Home prices, which had been flat to falling in the first half of 2005, moved up towards the end of the year. Halifax reported a 1% rise in house prices during December, while Nationwide Building Society said prices increased by 0.5% - both reported an above average monthly gain for 2005. Miles estimated a steady rise of about 2% to 3% for the last three months of this year, with prices in the U.K. ending up slightly higher on average in real terms.

"Transactions have really followed the same pattern as those prices," he said. "In the first half of 2005, the level of overall transactions was running substantially down than where it had been during the same period of 2004 - by as much as 24%." By the second half of the year, transactions had also picked up significantly. The overall level of transactions in 2005 - although down from 2004, which was an unusually active period - does not look out of line with the level of transactions over the last four or five years on average, Miles said.

Simultaneously, lending picked up during this period with the number of approvals for loans rising steadily by midyear, painting an overall dream scenario that is expected to send the U.K. housing markets into a soft landing. "The Bank of England would have wanted the level of house price inflation to fall and would have wanted to avoid a collapse in transactions, in lending or in prices, which would have triggered larger problems in the economy," explained Miles. If the housing sector continues to behave as it has, he said, "we would have seen the first soft-landing in U.K. history, where typically the story has been periods of prices rising sharply followed by sharp falls and lower transactions and mortgage lending falling sharply as well."

But Miles cautioned that it is still too early to declare victory because valuations remain stressed. The area where this shows up most clearly is in the buy-to-let market, where the economics don't make sense. "Look at the prices on the kind of property you would buy to rent out and the kind of rent you would get - that gross rental yield is no higher than the cost of borrowing," he said. "The gap has been 3% to 4% on average over the last 10 years but it has shrunk to virtually nothing."

Miles expects that this segment of the U.K. housing market will likely play less of a role over the next six months to a year and will need to be replaced by some other area of growth. "Another source of demand will have to increase to fill the gap in buy-to-let demand, which has been important in the U.K. markets in recent years," he said. The natural source of demand would point to the first-time buyers market, which, with soaring house prices over the past years, has been gradually left by the wayside.

Miles said that prices have not moved in real terms and still remain relatively high in relation to incomes of first-time buyers. "The market may need some price adjustment to bring more first-time buyers to fill the gap," he said. "It would not surprise me if the level of house prices might yet drift lower over the next year or so."

All the other pieces of the economy are in place to keep the housing market on track for a soft landing.
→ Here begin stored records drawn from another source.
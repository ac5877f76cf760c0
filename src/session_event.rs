use serde::{Deserialize, Deserializer, Serialize};
use serde_json::Value;

/// One entry of the session log, produced by the iteration loop and consumed read-only.
#[derive(Debug, Clone, PartialEq, Serialize, Deserialize)]
pub struct SessionEvent {
    #[serde(deserialize_with = "deserialize_id_to_string")]
    pub id: String,
    #[serde(default)]
    pub timestamp: String,
    pub session: String,
    #[serde(rename = "type")]
    pub kind: EventKind,
    #[serde(default)]
    pub action: String,
    #[serde(default)]
    pub data: Value,
}

#[derive(Debug, Clone, PartialEq, Eq, Serialize, Deserialize)]
#[serde(rename_all = "snake_case")]
pub enum EventKind {
    Task,
    Note,
    Iteration,
    Control,
    #[serde(untagged)]
    Other(String),
}

impl EventKind {
    pub fn label(&self) -> &str {
        match self {
            Self::Task => "task",
            Self::Note => "note",
            Self::Iteration => "iteration",
            Self::Control => "control",
            Self::Other(other) => other.as_str(),
        }
    }
}

impl SessionEvent {
    pub fn parse(payload: &[u8]) -> Result<Self, serde_json::Error> {
        serde_json::from_slice(payload)
    }

    pub fn data_str(&self, key: &str) -> Option<&str> {
        self.data.get(key).and_then(Value::as_str)
    }

    pub fn data_u64(&self, key: &str) -> Option<u64> {
        self.data.get(key).and_then(Value::as_u64)
    }

    pub fn is(&self, kind: EventKind, action: &str) -> bool {
        self.kind == kind && self.action == action
    }

    /// Single-line description used by the event panes.
    pub fn summary(&self) -> String {
        let subject = self
            .data_str("title")
            .or_else(|| self.data_str("text"))
            .or_else(|| self.data_str("id"));
        match subject {
            Some(subject) => format!("{} {}: {subject}", self.kind.label(), self.action),
            None => format!("{} {}", self.kind.label(), self.action),
        }
    }
}

fn deserialize_id_to_string<'de, D>(deserializer: D) -> Result<String, D::Error>
where
    D: Deserializer<'de>,
{
    match Value::deserialize(deserializer)? {
        Value::String(text) => Ok(text),
        Value::Number(number) => Ok(number.to_string()),
        other => Err(serde::de::Error::custom(format!(
            "event id must be a string or number, got {other}"
        ))),
    }
}
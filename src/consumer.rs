use std::io;
use std::sync::mpsc::Sender;
use std::thread::{self, JoinHandle};

use tracing::debug;

use crate::event_queue::EventQueueReceiver;
use crate::events::AppMessage;

/// Drains the inbound queue into the controller loop, one event at a time and in arrival
/// order. The loop ends when the queue closes or the controller stops listening; it
/// returns the number of events forwarded.
pub fn spawn_event_consumer(
    queue: EventQueueReceiver,
    messages: Sender<AppMessage>,
) -> io::Result<JoinHandle<u64>> {
    thread::Builder::new()
        .name("event-consumer".to_string())
        .spawn(move || run_event_consumer(&queue, &messages))
}

pub fn run_event_consumer(queue: &EventQueueReceiver, messages: &Sender<AppMessage>) -> u64 {
    let mut forwarded = 0_u64;
    while let Some(event) = queue.wait_next() {
        if messages.send(AppMessage::SessionEvent(event)).is_err() {
            debug!(forwarded, "controller gone; event consumer exiting");
            return forwarded;
        }
        forwarded += 1;
    }
    debug!(forwarded, "event queue closed; event consumer exiting");
    forwarded
}
use std::io;
use std::path::PathBuf;

use thiserror::Error;

#[derive(Debug, Error)]
pub enum EventSourceError {
    #[error("event directory '{}' does not exist", .0.display())]
    MissingDirectory(PathBuf),
    #[error("failed to scan event directory '{}': {source}", path.display())]
    Scan {
        path: PathBuf,
        #[source]
        source: io::Error,
    },
    #[error("failed to watch event directory: {0}")]
    Watch(#[from] notify::Error),
}

#[derive(Debug, Error)]
pub enum StoreError {
    #[error("failed to read session log '{}': {source}", path.display())]
    Read {
        path: PathBuf,
        #[source]
        source: io::Error,
    },
}

#[derive(Debug, Error)]
pub enum WorkerError {
    #[error("failed to update worker control file '{}': {source}", path.display())]
    Control {
        path: PathBuf,
        #[source]
        source: io::Error,
    },
}
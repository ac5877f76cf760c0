use crossterm::event::{KeyCode, KeyEvent, KeyModifiers};
use ratatui::layout::Rect;
use tracing::debug;

use crate::events::{InputEvent, ScrollDirection};
use crate::surfaces::{
    Action, BaseView, ConfirmAction, ConfirmDialog, Effect, EventListOverlay, Modal, ModalSlot,
    PaneContent, Surface, is_termination_key,
};

/// Receivers of input, highest priority first. Every key, click and wheel event walks
/// this list and stops at the first layer that claims it.
#[derive(Debug, Clone, Copy, PartialEq, Eq)]
pub enum Layer {
    Dialog,
    GlobalHotkeys,
    Chord,
    Modal,
    EventList,
    BaseView,
}

pub const ROUTE_ORDER: [Layer; 6] = [
    Layer::Dialog,
    Layer::GlobalHotkeys,
    Layer::Chord,
    Layer::Modal,
    Layer::EventList,
    Layer::BaseView,
];

#[derive(Debug, Clone, Copy, PartialEq, Eq, Default)]
pub enum ChordState {
    #[default]
    Idle,
    AwaitingSecondKey,
}

#[derive(Debug, Clone, Copy, PartialEq, Eq)]
pub enum ChordCommand {
    TogglePause,
    OpenComposer,
    ToggleEventList,
    Help,
    QuitDialog,
}

impl ChordCommand {
    fn effect(self) -> Effect {
        match self {
            Self::TogglePause => Effect::Emit(Action::TogglePause),
            Self::OpenComposer => Effect::OpenModal(Modal::composer()),
            Self::ToggleEventList => Effect::ToggleEventList,
            Self::Help => Effect::OpenModal(Modal::help()),
            Self::QuitDialog => Effect::OpenDialog(ConfirmAction::Quit),
        }
    }
}

pub const CHORD_INITIATOR_LABEL: &str = "Ctrl+X";

/// Second keys after the initiator. Consulted only when leaving chord mode.
pub const CHORD_BINDINGS: [(char, ChordCommand, &str); 6] = [
    ('p', ChordCommand::TogglePause, "pause / resume the loop"),
    ('e', ChordCommand::OpenComposer, "write a message to the loop"),
    ('l', ChordCommand::ToggleEventList, "toggle the event history"),
    ('h', ChordCommand::Help, "show help"),
    ('?', ChordCommand::Help, "show help"),
    ('q', ChordCommand::QuitDialog, "quit"),
];

fn chord_command(key: &KeyEvent) -> Option<ChordCommand> {
    if key
        .modifiers
        .intersects(KeyModifiers::CONTROL | KeyModifiers::ALT)
    {
        return None;
    }
    let KeyCode::Char(c) = key.code else {
        return None;
    };
    CHORD_BINDINGS
        .iter()
        .find(|(binding, _, _)| *binding == c)
        .map(|(_, command, _)| *command)
}

fn is_chord_initiator(key: &KeyEvent) -> bool {
    key.modifiers.contains(KeyModifiers::CONTROL) && key.code == KeyCode::Char('x')
}

/// Result of routing one input event: who consumed it, and what the controller must do.
#[derive(Debug, Clone, Default, PartialEq, Eq)]
pub struct Routed {
    pub consumer: Option<Layer>,
    pub action: Option<Action>,
}

#[derive(Debug, Clone, PartialEq, Eq)]
pub struct InputRouter {
    screen: Rect,
    chord: ChordState,
    dialog: ConfirmDialog,
    modal: ModalSlot,
    event_list: EventListOverlay,
    base: BaseView,
    content: PaneContent,
}

impl InputRouter {
    pub fn new(screen: Rect) -> Self {
        let mut router = Self {
            screen,
            chord: ChordState::Idle,
            dialog: ConfirmDialog::default(),
            modal: ModalSlot::default(),
            event_list: EventListOverlay::default(),
            base: BaseView::default(),
            content: PaneContent::default(),
        };
        router.resync();
        router
    }

    pub fn chord_state(&self) -> ChordState {
        self.chord
    }

    pub fn dialog(&self) -> &ConfirmDialog {
        &self.dialog
    }

    pub fn modal(&self) -> &ModalSlot {
        &self.modal
    }

    pub fn event_list(&self) -> &EventListOverlay {
        &self.event_list
    }

    pub fn base(&self) -> &BaseView {
        &self.base
    }

    pub fn screen(&self) -> Rect {
        self.screen
    }

    pub fn sync_content(&mut self, content: PaneContent) {
        self.content = content;
        self.resync();
    }

    pub fn route(&mut self, input: InputEvent) -> Routed {
        match input {
            InputEvent::Key(key) => self.route_key(key),
            InputEvent::Click { column, row } => self.route_click(column, row),
            InputEvent::Wheel {
                column,
                row,
                direction,
            } => self.route_wheel(column, row, direction),
            InputEvent::Resize { width, height } => {
                self.screen = Rect::new(0, 0, width, height);
                self.resync();
                Routed::default()
            }
        }
    }

    fn route_key(&mut self, key: KeyEvent) -> Routed {
        for layer in ROUTE_ORDER {
            let claimed = match layer {
                Layer::GlobalHotkeys => self.global_hotkey(&key),
                Layer::Chord => self.chord_key(&key),
                _ => self.surface_mut(layer).and_then(|surface| {
                    if !surface.visible() {
                        return None;
                    }
                    let outcome = surface.handle_key(key);
                    outcome.consumed.then_some(outcome.effect)
                }),
            };
            if let Some(effect) = claimed {
                return self.finish(layer, effect);
            }
        }
        Routed::default()
    }

    fn route_click(&mut self, column: u16, row: u16) -> Routed {
        let screen = self.screen;
        for layer in ROUTE_ORDER {
            let claimed = self.surface_mut(layer).and_then(|surface| {
                if !surface.visible() {
                    return None;
                }
                surface.handle_click(screen, column, row)
            });
            if let Some(effect) = claimed {
                return self.finish(layer, effect);
            }
        }
        Routed::default()
    }

    fn route_wheel(&mut self, column: u16, row: u16, direction: ScrollDirection) -> Routed {
        let screen = self.screen;
        for layer in ROUTE_ORDER {
            let claimed = self.surface_mut(layer).is_some_and(|surface| {
                surface.visible() && surface.handle_wheel(screen, column, row, direction)
            });
            if claimed {
                return Routed {
                    consumer: Some(layer),
                    action: None,
                };
            }
        }
        Routed::default()
    }

    fn surface_mut(&mut self, layer: Layer) -> Option<&mut dyn Surface> {
        match layer {
            Layer::Dialog => Some(&mut self.dialog),
            Layer::Modal => Some(&mut self.modal),
            Layer::EventList => Some(&mut self.event_list),
            Layer::BaseView => Some(&mut self.base),
            Layer::GlobalHotkeys | Layer::Chord => None,
        }
    }

    fn global_hotkey(&mut self, key: &KeyEvent) -> Option<Effect> {
        if self.chord == ChordState::AwaitingSecondKey {
            return None;
        }
        if is_termination_key(key) {
            return Some(Effect::Emit(Action::Quit));
        }
        if is_chord_initiator(key) {
            self.chord = ChordState::AwaitingSecondKey;
            return Some(Effect::None);
        }
        None
    }

    fn chord_key(&mut self, key: &KeyEvent) -> Option<Effect> {
        if self.chord != ChordState::AwaitingSecondKey {
            return None;
        }
        self.chord = ChordState::Idle;
        if key.code == KeyCode::Esc || is_termination_key(key) {
            return Some(Effect::None);
        }
        let command = chord_command(key);
        debug!(?command, "chord completed");
        Some(command.map_or(Effect::None, ChordCommand::effect))
    }

    fn finish(&mut self, layer: Layer, effect: Effect) -> Routed {
        let action = match effect {
            Effect::None => None,
            Effect::OpenModal(modal) => {
                self.modal.open(modal);
                None
            }
            Effect::OpenDialog(action) => {
                self.dialog.open(action);
                None
            }
            Effect::ToggleEventList => {
                self.event_list.toggle();
                None
            }
            Effect::Confirmed(ConfirmAction::Quit) => Some(Action::Quit),
            Effect::Emit(action) => Some(action),
        };
        Routed {
            consumer: Some(layer),
            action,
        }
    }

    fn resync(&mut self) {
        self.event_list.sync(self.content.event_count, self.screen);
        self.base.sync(self.content.clone(), self.screen);
    }
}

#[cfg(test)]
#[path = "../tests/unit/router_tests.rs"]
mod tests;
Adding to the benign outlook is the absence of any signs that the overall U.K. economy is experiencing a degree of deterioration that would trigger a sharp adjustment in house prices, said Miles. The reported slowdown in consumer spending is likely a temporary adjustment and not a harbinger of an overall economic slowdown, he added. And while the level of unemployment has picked-up slightly, Miles said it was important to view it in the context of a very low level of joblessness in the U.K. over the past few years.